My engineering course is all about iteration. Projects start small and simple and get more and more complex. Failed prototypes are good material to grow from. For my fidget spinner project, we start by making a paper fidget spinner with spaghetti bearings. The next version is made out of cardboard to test the size and shape before making it into the final laser cut product. But I was grading the project based on a final report that doesn’t reflect the value of iteration.
Faced with the challenge of subjectivity, I aimed for a higher, more satisfying grade, and suddenly engineering became an “easy A.” (Any college-level engineering student would be surprised at this, given how hard engineering has traditionally been.)
I was curious to see if my grading could reflect the “fail fast, fail often” mentality I teach, and the new design course offered an opportunity to start trying.
When planning the course, Brendan and I worked together to design a system that we would both be excited to try. We considered the objectives of the course and identified four main learning focuses: design, iteration, tools and software, and community.
For each project we worked on, we asked students to provide evidence about what they learned in each category. We reviewed the evidence and determined whether the student’s work demonstrated growth and was worthy of a pass. If the evidence was insufficient, students were given the opportunity to resubmit.
So we didn’t evaluate anything. Exclude The students reported their progress. I didn’t have to look at each clock they designed and give them a grade, like 90 or 88. Instead, they told me what they learned by building the clock. Brendan and I translated the evidence into a numerical grade using a table that correlated the number of pieces of evidence with the grade scale.
Our system still has room for improvement, but I like it enough to continue refining it and want to apply it elsewhere in the future. The subjective part has been successfully replaced with a more objective measure. Creative work should be evaluated based on how well students justify their design choices, not on whether I’m happy with it. It’s still not perfect, but it doesn’t have to be. I had to be willing to “fail fast and fail often” myself.

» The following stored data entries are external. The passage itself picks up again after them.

use std::fmt;
use std::sync::Arc;

use exam_core::model::Chapter;
use exam_core::session::{
    Effect, GenerationTicket, PassPolicy, QuizEvent, ScoreReport, SessionError, SessionState,
};

use crate::generator::{GenerationScope, QuestionGenerator};

//
// ─── PENDING GENERATION ────────────────────────────────────────────────────────
//

/// A generator call requested by the state machine but not yet run.
///
/// Owns everything it needs, so it can be awaited (or spawned) while the
/// session keeps accepting intents.
pub struct PendingGeneration {
    ticket: GenerationTicket,
    generator: Arc<dyn QuestionGenerator>,
}

impl PendingGeneration {
    #[must_use]
    pub fn ticket(&self) -> &GenerationTicket {
        &self.ticket
    }

    /// Call the generator and turn the outcome into a tagged completion event.
    pub async fn run(self) -> QuizEvent {
        let scope = GenerationScope::for_chapter(self.ticket.chapter());
        match self.generator.generate(&scope).await {
            Ok(questions) => {
                tracing::info!(
                    attempt = %self.ticket.attempt(),
                    count = questions.len(),
                    "questions generated"
                );
                self.ticket.succeeded(questions)
            }
            Err(err) => {
                tracing::warn!(
                    attempt = %self.ticket.attempt(),
                    chapter = %self.ticket.chapter().id(),
                    error = %err,
                    "question generation failed"
                );
                self.ticket.failed(err.failure())
            }
        }
    }
}

impl fmt::Debug for PendingGeneration {
    fn fmt(&self, f: &mut fmt::Formatter<'_>) -> fmt::Result {
        f.debug_struct("PendingGeneration")
            .field("ticket", &self.ticket)
            .finish_non_exhaustive()
    }
}

//
// ─── SESSION ───────────────────────────────────────────────────────────────────
//

/// Owns the session state and connects it to a question generator.
pub struct QuizSession {
    state: SessionState,
    generator: Arc<dyn QuestionGenerator>,
    pass_policy: PassPolicy,
}

impl QuizSession {
    #[must_use]
    pub fn new(generator: Arc<dyn QuestionGenerator>) -> Self {
        Self {
            state: SessionState::new(),
            generator,
            pass_policy: PassPolicy::default(),
        }
    }

    #[must_use]
    pub fn with_pass_policy(mut self, pass_policy: PassPolicy) -> Self {
        self.pass_policy = pass_policy;
        self
    }

    #[must_use]
    pub fn state(&self) -> &SessionState {
        &self.state
    }

    #[must_use]
    pub fn pass_policy(&self) -> PassPolicy {
        self.pass_policy
    }

    #[must_use]
    pub fn score_report(&self) -> Option<ScoreReport> {
        self.state.score_report(&self.pass_policy)
    }

    /// Apply an intent or completion event.
    ///
    /// Returns the generation to run when the event started an attempt.
    ///
    /// # Errors
    ///
    /// Returns `SessionError` when the state machine rejects the event.
    pub fn dispatch(&mut self, event: QuizEvent) -> Result<Option<PendingGeneration>, SessionError> {
        let name = event.name();
        let effect = self.state.apply(event).inspect_err(|err| {
            tracing::debug!(event = name, view = %self.state.view(), error = %err, "event rejected");
        })?;

        match effect {
            Effect::Generate(ticket) => {
                tracing::info!(
                    attempt = %ticket.attempt(),
                    chapter = %ticket.chapter().id(),
                    expected = ticket.expected_count(),
                    "attempt started"
                );
                Ok(Some(PendingGeneration {
                    ticket,
                    generator: Arc::clone(&self.generator),
                }))
            }
            Effect::Discarded => {
                tracing::debug!(event = name, "stale generation result discarded");
                Ok(None)
            }
            Effect::None => Ok(None),
        }
    }

    /// Feed a completion event produced by [`PendingGeneration::run`].
    ///
    /// Completions never fail; stale ones are dropped.
    pub fn complete(&mut self, event: QuizEvent) {
        if let Err(err) = self.dispatch(event) {
            tracing::debug!(error = %err, "completion rejected");
        }
    }

    /// Start an attempt and wait for its questions.
    ///
    /// # Errors
    ///
    /// Returns `SessionError` when an attempt cannot start from the current view.
    /// Generation failures are not errors here; they land in `state().error()`.
    pub async fn start_and_wait(&mut self, chapter: Chapter) -> Result<(), SessionError> {
        let pending = self.dispatch(QuizEvent::StartAttempt(chapter))?;
        self.await_pending(pending).await;
        Ok(())
    }

    /// Regenerate a fresh question set for the same chapter and wait for it.
    ///
    /// # Errors
    ///
    /// Returns `SessionError` unless the session is showing results.
    pub async fn retry_and_wait(&mut self) -> Result<(), SessionError> {
        let pending = self.dispatch(QuizEvent::Retry)?;
        self.await_pending(pending).await;
        Ok(())
    }

    async fn await_pending(&mut self, pending: Option<PendingGeneration>) {
        if let Some(pending) = pending {
            let completion = pending.run().await;
            self.complete(completion);
        }
    }
}

impl fmt::Debug for QuizSession {
    fn fmt(&self, f: &mut fmt::Formatter<'_>) -> fmt::Result {
        f.debug_struct("QuizSession")
            .field("state", &self.state)
            .field("pass_policy", &self.pass_policy)
            .finish_non_exhaustive()
    }
}
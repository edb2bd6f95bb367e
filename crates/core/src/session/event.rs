use crate::model::{AttemptId, Chapter, Question, QuestionId};

/// Questions generated for a single-chapter attempt.
pub const CHAPTER_QUESTION_COUNT: usize = 10;

/// Questions generated for the full mock exam.
pub const MOCK_QUESTION_COUNT: usize = 30;

/// Number of questions an attempt on `chapter` must receive.
#[must_use]
pub fn expected_question_count(chapter: &Chapter) -> usize {
    if chapter.is_mock() {
        MOCK_QUESTION_COUNT
    } else {
        CHAPTER_QUESTION_COUNT
    }
}

//
// ─── FAILURES ──────────────────────────────────────────────────────────────────
//

/// Why an attempt was aborted, as shown to the user.
#[derive(Debug, Clone, Copy, PartialEq, Eq)]
pub enum QuizFailure {
    /// No credential is configured; no request was attempted.
    Configuration,
    /// The service failed or returned something unusable.
    Generation,
}

impl QuizFailure {
    #[must_use]
    pub fn message(self) -> &'static str {
        match self {
            QuizFailure::Configuration => {
                "API कुंजी उपलब्ध नहीं है। कृपया अपनी API कुंजी सेट करें और पुनः प्रयास करें।"
            }
            QuizFailure::Generation => {
                "प्रश्न बनाने में विफल। कृपया सुनिश्चित करें कि आपकी API कुंजी मान्य है और पुनः प्रयास करें।"
            }
        }
    }
}

//
// ─── EVENTS ────────────────────────────────────────────────────────────────────
//

/// Everything that can drive the session state machine.
///
/// User intents map 1:1 to presentation actions; the two `Generation*`
/// variants are completions fed back from the generator boundary.
#[derive(Debug, Clone, PartialEq)]
pub enum QuizEvent {
    StartAttempt(Chapter),
    GenerationSucceeded {
        attempt: AttemptId,
        questions: Vec<Question>,
    },
    GenerationFailed {
        attempt: AttemptId,
        failure: QuizFailure,
    },
    SelectAnswer {
        question_id: QuestionId,
        option: usize,
    },
    Next,
    Prev,
    Submit,
    Retry,
    Exit,
}

impl QuizEvent {
    /// Short name used in errors and logs.
    #[must_use]
    pub fn name(&self) -> &'static str {
        match self {
            QuizEvent::StartAttempt(_) => "start",
            QuizEvent::GenerationSucceeded { .. } => "generation-succeeded",
            QuizEvent::GenerationFailed { .. } => "generation-failed",
            QuizEvent::SelectAnswer { .. } => "select-answer",
            QuizEvent::Next => "next",
            QuizEvent::Prev => "prev",
            QuizEvent::Submit => "submit",
            QuizEvent::Retry => "retry",
            QuizEvent::Exit => "exit",
        }
    }
}

//
// ─── EFFECTS ───────────────────────────────────────────────────────────────────
//

/// Request to generate questions for the attempt tagged `attempt`.
#[derive(Debug, Clone, PartialEq, Eq)]
pub struct GenerationTicket {
    attempt: AttemptId,
    chapter: Chapter,
}

impl GenerationTicket {
    pub(crate) fn new(attempt: AttemptId, chapter: Chapter) -> Self {
        Self { attempt, chapter }
    }

    #[must_use]
    pub fn attempt(&self) -> AttemptId {
        self.attempt
    }

    #[must_use]
    pub fn chapter(&self) -> &Chapter {
        &self.chapter
    }

    #[must_use]
    pub fn expected_count(&self) -> usize {
        expected_question_count(&self.chapter)
    }

    /// Completion event for a successful generation.
    #[must_use]
    pub fn succeeded(&self, questions: Vec<Question>) -> QuizEvent {
        QuizEvent::GenerationSucceeded {
            attempt: self.attempt,
            questions,
        }
    }

    /// Completion event for a failed generation.
    #[must_use]
    pub fn failed(&self, failure: QuizFailure) -> QuizEvent {
        QuizEvent::GenerationFailed {
            attempt: self.attempt,
            failure,
        }
    }
}

/// What the caller must do after a successful transition.
#[derive(Debug, Clone, PartialEq, Eq)]
pub enum Effect {
    None,
    /// Run the generator and feed the result back as a completion event.
    Generate(GenerationTicket),
    /// A completion for an attempt that is no longer active was dropped.
    Discarded,
}
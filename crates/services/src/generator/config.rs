use std::env;
use std::fmt;
use std::time::Duration;

/// Connection settings for the text-generation service.
#[derive(Clone)]
pub struct GeneratorConfig {
    pub base_url: String,
    pub api_key: String,
    pub model: String,
    pub temperature: f32,
    pub timeout: Duration,
}

impl GeneratorConfig {
    pub const DEFAULT_BASE_URL: &'static str =
        "https://generativelanguage.googleapis.com/v1beta/openai";
    pub const DEFAULT_MODEL: &'static str = "gemini-2.5-flash";
    pub const DEFAULT_TEMPERATURE: f32 = 0.4;
    pub const DEFAULT_TIMEOUT_SECS: u64 = 90;

    #[must_use]
    pub fn new(api_key: impl Into<String>) -> Self {
        Self {
            base_url: Self::DEFAULT_BASE_URL.into(),
            api_key: api_key.into(),
            model: Self::DEFAULT_MODEL.into(),
            temperature: Self::DEFAULT_TEMPERATURE,
            timeout: Duration::from_secs(Self::DEFAULT_TIMEOUT_SECS),
        }
    }

    #[must_use]
    pub fn with_base_url(mut self, base_url: impl Into<String>) -> Self {
        self.base_url = base_url.into();
        self
    }

    #[must_use]
    pub fn with_model(mut self, model: impl Into<String>) -> Self {
        self.model = model.into();
        self
    }

    #[must_use]
    pub fn with_timeout(mut self, timeout: Duration) -> Self {
        self.timeout = timeout;
        self
    }

    /// Read settings from `IC38_AI_*` variables (`API_KEY` as key fallback).
    ///
    /// Returns `None` when no non-blank key is set.
    #[must_use]
    pub fn from_env() -> Option<Self> {
        Self::from_lookup(|name| env::var(name).ok())
    }

    /// Same as [`Self::from_env`] with an injectable variable source.
    #[must_use]
    pub fn from_lookup(lookup: impl Fn(&str) -> Option<String>) -> Option<Self> {
        let api_key = lookup("IC38_AI_API_KEY")
            .filter(|key| !key.trim().is_empty())
            .or_else(|| lookup("API_KEY"))
            .filter(|key| !key.trim().is_empty())?;

        let mut config = Self::new(api_key.trim());
        if let Some(base_url) = lookup("IC38_AI_BASE_URL").filter(|v| !v.trim().is_empty()) {
            config.base_url = base_url;
        }
        if let Some(model) = lookup("IC38_AI_MODEL").filter(|v| !v.trim().is_empty()) {
            config.model = model;
        }
        if let Some(secs) = lookup("IC38_AI_TIMEOUT_SECS").and_then(|v| v.trim().parse::<u64>().ok())
        {
            config.timeout = Duration::from_secs(secs.max(1));
        }
        Some(config)
    }
}

impl fmt::Debug for GeneratorConfig {
    fn fmt(&self, f: &mut fmt::Formatter<'_>) -> fmt::Result {
        f.debug_struct("GeneratorConfig")
            .field("base_url", &self.base_url)
            .field("api_key", &"<redacted>")
            .field("model", &self.model)
            .field("temperature", &self.temperature)
            .field("timeout", &self.timeout)
            .finish()
    }
}
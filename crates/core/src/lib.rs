#![forbid(unsafe_code)]

pub mod catalog;
pub mod model;
pub mod session;

pub use catalog::{Catalog, SectionGroup};
pub use session::{Effect, PassPolicy, QuizEvent, QuizFailure, QuizView, SessionError, SessionState};
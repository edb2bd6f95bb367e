//! Shared error types for the services crate.

use thiserror::Error;

use exam_core::QuizFailure;
use exam_core::model::QuestionError;

/// Errors emitted by a `QuestionGenerator`.
#[derive(Debug, Error)]
#[non_exhaustive]
pub enum GenerationError {
    #[error("question generator is not configured")]
    Configuration,
    #[error("question generator returned an empty response")]
    EmptyResponse,
    #[error("question generator request failed with status {0}")]
    HttpStatus(reqwest::StatusCode),
    #[error(transparent)]
    Http(#[from] reqwest::Error),
    #[error(transparent)]
    Schema(#[from] SchemaError),
}

impl GenerationError {
    /// User-facing failure this error collapses to.
    #[must_use]
    pub fn failure(&self) -> QuizFailure {
        match self {
            GenerationError::Configuration => QuizFailure::Configuration,
            _ => QuizFailure::Generation,
        }
    }
}

/// Shape violations in a generator payload.
#[derive(Debug, Error)]
#[non_exhaustive]
pub enum SchemaError {
    #[error("payload is not valid JSON: {0}")]
    InvalidJson(#[from] serde_json::Error),
    #[error("payload has no `questions` collection")]
    MissingQuestions,
    #[error("question {index} is invalid: {source}")]
    Question {
        index: usize,
        #[source]
        source: QuestionError,
    },
    #[error("expected {expected} questions, got {actual}")]
    WrongCount { expected: usize, actual: usize },
}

Co-teaching this course taught me the way I want my students to learn: by trying new things, failing, and growing from those failures. Faced with the opinions of many experts on grading, I learned that being open-minded and curious, rather than arguing, leads to success. There are no perfect, easy, or obvious solutions to good grading.
Being more open to iterating on my own practice has brought me greater professional growth than debating the merits of retaking, revising, and mastering, and I am happy to see the learner in myself that I strive to help my students become.